Miss Edna is one of these inspiring and complex women. When I first arrived at Balaclava, she was so quiet I wasn’t sure if she would be able to talk much. Each day when I visited and asked how she was doing, she would give me the same response:
“I have life. I’m blessed.”
Since getting to know her better, I’ve learned she has lived through multiple strokes and can no longer move the left side of her body. She never receives visitors and rarely speaks about her family. Her hesitation to get to know me, I discovered, was partly due to shyness and partly resultant of her experience working in segregated Florida during the 1960s. She went “a-foreign” seeking a new life and instead faced harsh, exploitative racism. Edna’s life has been anything but easy, yet she continues to see each new day as a gift. In her own words, she is blessed because she has life.
Each of the eleven female residents at Balaclava have given me more than I could ever help them in the hours we spend together.
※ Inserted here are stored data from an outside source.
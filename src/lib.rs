//! # wxcore - credential caching REST client core
//!
//! The shared layer under thin provider API bindings (menus, QR codes, content
//! checks, messaging, licensing). It obtains short-lived access tokens, caches
//! them in-process or in Redis, refreshes them without duplicate refreshes
//! from concurrent callers, and transparently retries a call once when the
//! provider rejects the token mid-flight.
//!
//! ## Features
//!
//! - Access-token cache with one in-flight refresh per identity
//! - In-memory and Redis key-value backends behind one trait
//! - Built-in sources for app, corp and third-party component identities
//! - JSON, query, multipart and download calls with a single credential retry
//! - Typed errors carrying provider `errcode`/`errmsg`
//!
//! ## Basic Usage
//!
//! ```no_run
//! use std::sync::Arc;
//! use wxcore::{AppCredential, Config, CredentialCache, MemoryCache, RestClient};
//!
//! fn main() -> Result<(), Box<dyn std::error::Error>> {
//!     let source = Arc::new(AppCredential::new("wx1234567890", "app-secret"));
//!     let credential = CredentialCache::new(source, Arc::new(MemoryCache::new()));
//!     let client = RestClient::new(Config::default(), credential)?;
//!
//!     let menu = client.get("/cgi-bin/get_current_selfmenu_info", &[("lang", "zh_CN")])?;
//!     println!("menu open: {:?}", menu.get("is_menu_open"));
//!     Ok(())
//! }
//! ```
//!
//! ## Shared cache
//!
//! With the `redis` feature (on by default), `RedisCache` shares tokens
//! between processes; see the `redis_cache` module.

pub mod cache;
pub mod client;
pub mod clock;
pub mod credential;
pub mod error;
#[cfg(feature = "redis")]
pub mod redis_cache;
pub mod response;
pub mod rest;
pub mod token_cache;
pub mod upload;

// Re-export main types for convenience
pub use cache::{KvCache, MemoryCache};
pub use client::{AuthPlacement, Config, DEFAULT_CREDENTIAL_CODES};
pub use clock::{Clock, ManualClock, SystemClock};
pub use credential::{
    AppCredential, ComponentCredential, CorpCredential, CredentialRecord, CredentialSource, IssuedCredential,
};
pub use error::{RestError, Result};
#[cfg(feature = "redis")]
pub use redis_cache::{RedisCache, RedisOptions, RedisUrl};
pub use response::Response;
pub use rest::RestClient;
pub use token_cache::{CredentialCache, RefreshLocks};
pub use upload::{Download, MediaUpload};

// Re-export serde_json for convenience
pub use serde_json::json;
use crate::error::Result;
use reqwest::blocking::{Client, ClientBuilder};
use std::time::Duration;

/// Base URL of the official account / mini program API
pub const DEFAULT_BASE_URL: &str = "https://api.weixin.qq.com";

/// Base URL of the work (corp) API
pub const WORK_BASE_URL: &str = "https://qyapi.weixin.qq.com";

/// Provider codes meaning the access token is invalid or expired:
/// 40001 invalid credential, 40014 invalid access_token, 42001 access_token expired
pub const DEFAULT_CREDENTIAL_CODES: [i64; 3] = [40001, 40014, 42001];

/// Where the credential goes on an outgoing request
#[derive(Debug, Clone, PartialEq, Eq)]
pub enum AuthPlacement {
    /// Query string parameter, e.g. `?access_token=...`
    Query { param: String },
    /// Request header with a value prefix, e.g. `Authorization: Bearer ...`
    Header { name: String, prefix: String },
}

impl AuthPlacement {
    /// Token in the given query parameter
    pub fn query(param: impl Into<String>) -> Self {
        AuthPlacement::Query { param: param.into() }
    }

    /// Token as an `Authorization: Bearer` header
    pub fn bearer() -> Self {
        AuthPlacement::Header {
            name: "Authorization".to_string(),
            prefix: "Bearer ".to_string(),
        }
    }
}

impl Default for AuthPlacement {
    fn default() -> Self {
        AuthPlacement::query("access_token")
    }
}

/// Create the HTTP client for provider API requests
/// with connection pooling and timeouts taken from `config`
pub fn create_rest_client(config: &Config) -> Result<Client> {
    let client = ClientBuilder::new()
        .pool_max_idle_per_host(config.pool_max_idle_per_host)
        .timeout(config.timeout)
        .connect_timeout(config.connect_timeout)
        .build()?;
    Ok(client)
}

/// Configuration for the provider API client
#[derive(Debug, Clone)]
pub struct Config {
    /// API base URL, e.g. `https://api.weixin.qq.com`
    pub base_url: String,
    /// Whole-request timeout
    pub timeout: Duration,
    /// TCP connect timeout
    pub connect_timeout: Duration,
    /// Idle connections kept per host
    pub pool_max_idle_per_host: usize,
    /// Provider codes that trigger a credential refresh and one retry
    pub credential_codes: Vec<i64>,
    /// How the credential is attached
    pub auth: AuthPlacement,
}

impl Default for Config {
    fn default() -> Self {
        Config {
            base_url: DEFAULT_BASE_URL.to_string(),
            timeout: Duration::from_secs(30),
            connect_timeout: Duration::from_secs(10),
            pool_max_idle_per_host: 50,
            credential_codes: DEFAULT_CREDENTIAL_CODES.to_vec(),
            auth: AuthPlacement::default(),
        }
    }
}

impl Config {
    /// Create a new configuration for the given base URL
    pub fn new(base_url: impl Into<String>) -> Self {
        Config {
            base_url: base_url.into(),
            ..Default::default()
        }
    }

    /// Configuration for the work (corp) API
    pub fn work() -> Self {
        Self::new(WORK_BASE_URL)
    }

    /// Set the whole-request timeout
    pub fn with_timeout(mut self, timeout: Duration) -> Self {
        self.timeout = timeout;
        self
    }

    /// Set the connect timeout
    pub fn with_connect_timeout(mut self, timeout: Duration) -> Self {
        self.connect_timeout = timeout;
        self
    }

    /// Replace the credential-invalid code list
    pub fn with_credential_codes(mut self, codes: impl Into<Vec<i64>>) -> Self {
        self.credential_codes = codes.into();
        self
    }

    /// Set where the credential is attached
    pub fn with_auth(mut self, auth: AuthPlacement) -> Self {
        self.auth = auth;
        self
    }

    /// Join the base URL and an endpoint path
    pub fn url(&self, path: &str) -> String {
        format!(
            "{}/{}",
            self.base_url.trim_end_matches('/'),
            path.trim_start_matches('/')
        )
    }
}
I occasionally try to imagine how I would react to living through the same circumstances, but there is no comparison. My weaknesses become even more apparent when I think of the strength and selflessness of my residents. So even though I’ve ridden a horse through ocean waves, swam with dolphins, and danced on a beach lit only by thousands of stars, nothing has compared to the hours I’ve spent sharing life on the veranda at Balaclava. I’ve always been drawn to adventure… doing and seeing amazing things. The past six months have shown me a whole new genre of adventure I’ve never thought to consider before. Seeing others, hearing their unique stories, and navigating to a foreign middle ground. This type of adventure may be less glamorous, but it is so much more enriching. Slowly, I am beginning to understand the words of Pope Francis:
“This is what helps you to mature in giving to others – to learn how to open your hand from your very own poverty.”